When the actual interviews between David Frost and Richard Nixon aired way back in 1977 I was just a youngster with no interest in politics or much else of any great import. I probably could not even say the name "Nixon," much less "Watergate" or "resignation." Fast-forward to today and you will find the adult me still pretty much clueless when it comes to the Frost/Nixon interviews or any of the Watergate specifics.
I know, just your typical "dumb American," and I admit that my knowledge of history is lacking, not to mention a few other subjects as well. So, while I am not taking this film as absolute truth (an approach taken with any true story adaptation), I do see it as an interesting window into a fascinating moment in time. The movie isn't half bad either.

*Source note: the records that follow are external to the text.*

//! HTTP client construction.
//!
//! Every request goes through a `reqwest-middleware` stack: tracing spans for
//! each request, then transient-failure retries with exponential backoff.
//! Those retries only cover sending a request; a stream that breaks midway is
//! handled by the coordinator's chunk retries.
//!
//! # Examples
//!
//! ```rust
//! use parfetch::http::{create_http_client, HttpClientConfig};
//! use reqwest::header::{HeaderMap, USER_AGENT};
//! use std::time::Duration;
//!
//! # fn example() -> Result<(), Box<dyn std::error::Error>> {
//! let mut headers = HeaderMap::new();
//! headers.insert(USER_AGENT, "MyDownloader/1.0".parse()?);
//!
//! let config = HttpClientConfig {
//!     retries: 5,
//!     headers: Some(headers),
//!     connect_timeout: Some(Duration::from_secs(5)),
//!     ..HttpClientConfig::default()
//! };
//! let client = create_http_client(config)?;
//! # Ok(())
//! # }
//! ```

use reqwest::{header::HeaderMap, Proxy};
use reqwest_middleware::{ClientBuilder, ClientWithMiddleware};
use reqwest_retry::{policies::ExponentialBackoff, RetryTransientMiddleware};
use reqwest_tracing::TracingMiddleware;
use std::time::Duration;

/// User agent sent unless the headers override it.
pub const DEFAULT_USER_AGENT: &str = concat!("parfetch/", env!("CARGO_PKG_VERSION"));

/// Configuration for HTTP client setup.
#[derive(Debug, Clone)]
pub struct HttpClientConfig {
    /// Number of retries for requests failing with a transient error.
    pub retries: u32,
    /// Optional proxy configuration.
    pub proxy: Option<Proxy>,
    /// Default headers to include with all requests.
    pub headers: Option<HeaderMap>,
    /// Maximum time to establish a connection.
    pub connect_timeout: Option<Duration>,
}

impl Default for HttpClientConfig {
    fn default() -> Self {
        Self {
            retries: 3,
            proxy: None,
            headers: None,
            connect_timeout: Some(Duration::from_secs(10)),
        }
    }
}

/// Creates an HTTP client with tracing and retry middleware.
///
/// Headers from the configuration are merged over the defaults, so a
/// `User-Agent` there replaces [`DEFAULT_USER_AGENT`].
pub fn create_http_client(
    config: HttpClientConfig,
) -> Result<ClientWithMiddleware, reqwest::Error> {
    let HttpClientConfig {
        retries,
        proxy,
        headers,
        connect_timeout,
    } = config;

    let mut inner = reqwest::Client::builder()
        .user_agent(DEFAULT_USER_AGENT)
        .default_headers(headers.unwrap_or_default());
    if let Some(proxy) = proxy {
        inner = inner.proxy(proxy);
    }
    if let Some(timeout) = connect_timeout {
        inner = inner.connect_timeout(timeout);
    }

    let backoff = ExponentialBackoff::builder().build_with_max_retries(retries);
    Ok(ClientBuilder::new(inner.build()?)
        .with(TracingMiddleware::default())
        .with(RetryTransientMiddleware::new_with_policy(backoff))
        .build())
}
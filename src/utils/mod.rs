//! Shared utility functions.
//!
//! - [`bytes`] - Human-readable byte counts used by the progress line
//! - [`content_length`] - Size extraction from HTTP response headers
//!
//! # Examples
//!
//! ```rust
//! use parfetch::utils::{format_bytes, parse_content_range_total};
//!
//! assert_eq!(format_bytes(1_500_000), "1.50 MB");
//! assert_eq!(parse_content_range_total("bytes 0-0/2048"), Some(2048));
//! ```

pub mod bytes;
pub mod content_length;

pub use bytes::format_bytes;
pub use content_length::{get_content_length, parse_content_range_total};
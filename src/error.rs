//! Error handling for parfetch.
//!
//! Every failure a download can hit is one variant of [`Error`]. Chunk-level
//! failures (`Network`, `ShortRead`, `Write`) are produced by a single fetcher
//! and surfaced to the coordinator, which turns the first one it observes into
//! the result of the whole download.

use std::io;
use thiserror::Error;

/// Errors that can happen while planning, fetching or finalizing a download.
#[derive(Error, Debug)]
pub enum Error {
    /// The size or range support of the remote resource could not be determined.
    ///
    /// Returned when the probe request fails, answers with an error status, or
    /// claims partial-content support without reporting a usable total size.
    #[error("Probe failed: {0}")]
    Probe(String),

    /// The concurrency or chunk-size configuration cannot produce a plan.
    #[error("Invalid download plan: {0}")]
    Planning(String),

    /// Transport failure while a chunk was being requested or streamed.
    #[error("Network error: {0}")]
    Network(String),

    /// The response stream ended before the expected number of bytes arrived.
    #[error("Short read: expected {expected} bytes, received {received}")]
    ShortRead {
        /// Bytes the chunk should have contained.
        expected: u64,
        /// Bytes actually received before the stream ended.
        received: u64,
    },

    /// I/O failure on the destination file.
    ///
    /// Covers creating, pre-sizing, seeking, writing, flushing and renaming the
    /// temporary file.
    #[error("Write error: {source}")]
    Write {
        #[from]
        source: io::Error,
    },

    /// The download was cancelled before it could finish.
    #[error("Download cancelled")]
    Cancelled,

    /// The provided URL cannot be parsed or carries no file name.
    #[error("Invalid URL: {0}")]
    InvalidUrl(String),

    /// Error from an underlying system, e.g. a background task that panicked.
    #[error("Internal error: {0}")]
    Internal(String),
}

impl Error {
    /// Whether the coordinator may re-request the failed chunk.
    ///
    /// Only transport failures and truncated streams are worth another
    /// attempt; destination I/O errors and cancellation are final.
    pub fn is_retryable(&self) -> bool {
        matches!(self, Error::Network(_) | Error::ShortRead { .. })
    }
}

impl From<reqwest::Error> for Error {
    fn from(e: reqwest::Error) -> Self {
        Error::Network(e.to_string())
    }
}

impl From<reqwest_middleware::Error> for Error {
    fn from(e: reqwest_middleware::Error) -> Self {
        Error::Network(e.to_string())
    }
}

/// Result type alias for operations that can fail with a parfetch error.
pub type Result<T> = std::result::Result<T, Error>;
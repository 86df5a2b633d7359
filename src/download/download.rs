//! The download handle.
//!
//! A [`Download`] describes one file to fetch and owns everything the run
//! produces: the probed [`Info`], the planned chunks and the shared
//! [`ProgressState`]. It is driven by [`Download::run`], implemented in the
//! coordinator.
//!
//! # Examples
//!
//! ```rust
//! use parfetch::download::Download;
//! use std::convert::TryFrom;
//!
//! // File name derived from the URL, default configuration.
//! let download = Download::try_from("https://example.com/archive.tar.gz")?;
//! assert_eq!(download.filename(), "archive.tar.gz");
//! assert_eq!(download.transferred_size(), 0);
//! # Ok::<(), parfetch::Error>(())
//! ```

use super::chunk::Chunk;
use super::summary::Phase;
use crate::downloader::{DownloadBuilder, DownloadConfig};
use crate::error::{Error, Result};
use crate::http::RangeSource;
use crate::progress::ProgressState;

use reqwest::Url;
use std::convert::TryFrom;
use std::fmt;
use std::path::PathBuf;
use std::sync::atomic::{AtomicU8, Ordering};
use std::sync::{Arc, Mutex, OnceLock, PoisonError};
use std::time::Duration;
use tracing::debug;

/// Remote resource metadata, fetched once before planning.
#[derive(Debug, Clone, Copy, PartialEq, Eq)]
pub struct Info {
    /// Total size in bytes, `0` when unknown.
    pub size: u64,
    /// Whether the server answers byte-range requests with partial content.
    pub rangeable: bool,
}

/// Represents a file to be downloaded.
pub struct Download {
    pub(crate) url: Url,
    pub(crate) filename: String,
    pub(crate) config: DownloadConfig,
    pub(crate) source: Arc<dyn RangeSource>,
    pub(crate) info: OnceLock<Info>,
    pub(crate) chunks: Mutex<Vec<Arc<Chunk>>>,
    pub(crate) progress: Arc<ProgressState>,
    phase: AtomicU8,
}

impl fmt::Debug for Download {
    fn fmt(&self, f: &mut fmt::Formatter<'_>) -> fmt::Result {
        f.debug_struct("Download")
            .field("url", &self.url.as_str())
            .field("filename", &self.filename)
            .field("config", &self.config)
            .field("info", &self.info.get())
            .field("phase", &self.phase())
            .finish()
    }
}

impl Download {
    /// Creates a new [`Download`] over HTTP.
    ///
    /// `chunk_size_bounds` is the `(min, max)` chunk length in bytes and
    /// `interval` overrides the progress refresh period. Each cookie is a
    /// `(name, value)` pair sent with every request.
    ///
    /// ```rust
    /// use parfetch::download::Download;
    /// use std::time::Duration;
    ///
    /// let download = Download::new(
    ///     "https://example.com/file.iso",
    ///     "downloads",
    ///     "image.iso",
    ///     4,
    ///     (1 << 20, 16 << 20),
    ///     Some(Duration::from_millis(250)),
    ///     vec![("session".into(), "abc".into())],
    /// )?;
    /// assert_eq!(download.destination(), std::path::Path::new("downloads/image.iso"));
    /// # Ok::<(), parfetch::Error>(())
    /// ```
    pub fn new(
        url: &str,
        directory: impl Into<PathBuf>,
        filename: &str,
        concurrency: usize,
        chunk_size_bounds: (u64, u64),
        interval: Option<Duration>,
        cookies: Vec<(String, String)>,
    ) -> Result<Self> {
        let mut builder = DownloadBuilder::new(url)
            .directory(directory.into())
            .filename(filename)
            .concurrency(concurrency)
            .chunk_size_bounds(chunk_size_bounds.0, chunk_size_bounds.1)
            .cookies(cookies);
        if let Some(interval) = interval {
            builder = builder.interval(interval);
        }
        builder.build()
    }

    pub(crate) fn from_parts(
        url: Url,
        filename: String,
        config: DownloadConfig,
        source: Arc<dyn RangeSource>,
    ) -> Self {
        let progress = Arc::new(ProgressState::new(config.effective_interval()));
        Self {
            url,
            filename,
            config,
            source,
            info: OnceLock::new(),
            chunks: Mutex::new(Vec::new()),
            progress,
            phase: AtomicU8::new(Phase::Idle as u8),
        }
    }

    /// URL of the file to download.
    pub fn url(&self) -> &Url {
        &self.url
    }

    /// File name used to save the file on disk.
    pub fn filename(&self) -> &str {
        &self.filename
    }

    /// The configuration this download runs with.
    pub fn config(&self) -> &DownloadConfig {
        &self.config
    }

    /// Final path of the downloaded file.
    pub fn destination(&self) -> PathBuf {
        self.config.directory.join(&self.filename)
    }

    /// Path written to while the download is in progress.
    pub fn temp_path(&self) -> PathBuf {
        let mut path = self.destination().into_os_string();
        path.push(".downloading");
        PathBuf::from(path)
    }

    /// Resource metadata, once probed.
    pub fn info(&self) -> Option<Info> {
        self.info.get().copied()
    }

    /// Total size in bytes, `0` if unknown or not probed yet.
    pub fn total_size(&self) -> u64 {
        self.progress.total()
    }

    /// Bytes transferred so far.
    pub fn transferred_size(&self) -> u64 {
        self.progress.transferred()
    }

    /// Bytes per second over the last reporting interval.
    pub fn instantaneous_speed(&self) -> u64 {
        self.progress.instantaneous_speed()
    }

    /// Bytes per second since the transfer started.
    pub fn average_speed(&self) -> u64 {
        self.progress.average_speed()
    }

    /// Time spent transferring, frozen once the download finishes.
    pub fn elapsed(&self) -> Duration {
        self.progress.elapsed()
    }

    /// Whether the server supports partial content, `false` until probed.
    pub fn is_rangeable(&self) -> bool {
        self.info().is_some_and(|info| info.rangeable)
    }

    /// Current lifecycle phase.
    pub fn phase(&self) -> Phase {
        Phase::from_u8(self.phase.load(Ordering::Acquire))
    }

    /// The chunks planned by the latest run.
    pub fn chunks(&self) -> Vec<Arc<Chunk>> {
        self.chunks
            .lock()
            .unwrap_or_else(PoisonError::into_inner)
            .clone()
    }

    /// Shared progress counters, e.g. for a custom renderer.
    pub fn progress(&self) -> Arc<ProgressState> {
        self.progress.clone()
    }

    pub(crate) fn set_phase(&self, phase: Phase) {
        debug!(filename = %self.filename, "{}", phase);
        self.phase.store(phase as u8, Ordering::Release);
    }

    pub(crate) fn set_chunks(&self, chunks: Vec<Arc<Chunk>>) {
        *self.chunks.lock().unwrap_or_else(PoisonError::into_inner) = chunks;
    }
}

/// Extract the percent-decoded file name from the last URL path segment.
pub(crate) fn filename_from_url(url: &Url) -> Result<String> {
    let segment = url
        .path_segments()
        .ok_or_else(|| {
            Error::InvalidUrl(format!("The url \"{}\" does not contain a valid path", url))
        })?
        .next_back()
        .unwrap_or_default();

    let filename: String = form_urlencoded::parse(segment.as_bytes())
        .map(|(key, val)| [key, val].concat())
        .collect();

    if filename.is_empty() {
        return Err(Error::InvalidUrl(format!(
            "The url \"{}\" does not contain a filename",
            url
        )));
    }
    Ok(filename)
}

impl TryFrom<&Url> for Download {
    type Error = Error;

    fn try_from(value: &Url) -> Result<Self> {
        DownloadBuilder::new(value.as_str()).build()
    }
}

impl TryFrom<&str> for Download {
    type Error = Error;

    fn try_from(value: &str) -> Result<Self> {
        DownloadBuilder::new(value).build()
    }
}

Frost/Nixon opens by introducing us to Richard Nixon (Frank Langella) as he resigns from the White House in the wake of the Watergate scandal and pretty much removing himself from the public eye. I suppose it was for the best - his disappearance, that is. He was a polarizing figure who wasn’t exactly in the good graces of the public; I'd disappear, too.
The opening also introduces us to David Frost (Michael Sheen), who lost his show in America and works on a fluffy interview show in Australia. The man is shown to thrive on his public appearance and desperately wants to get back in with the American crowd, where he believes the greatest success can be had.
The first act spends most of its time on getting David Frost into position. Following Nixon’s resignation announcement, Frost gets the idea that he would like to interview him for whatever reason. To that end he makes some calls, but it doesn't seem likely. However, with Nixon looking to rehab his image, and seeing Frost as the best candidate for a fluffy interview and the biggest paycheck, he accepts Frost's offer. Now Frost only has to get some questions together and find someone to air the interviews. This latter element proves to be the most difficult.
Once he gets the pieces together, the film moves into the second act, which focuses on the interviews. This is the real meat and potatoes of the film and the real reason to want to watch it. I didn't care about the setup or the eventual conclusion; I was there to see the verbal confrontations between the two men of the title. Not knowing anything about the interviews, this was my interest.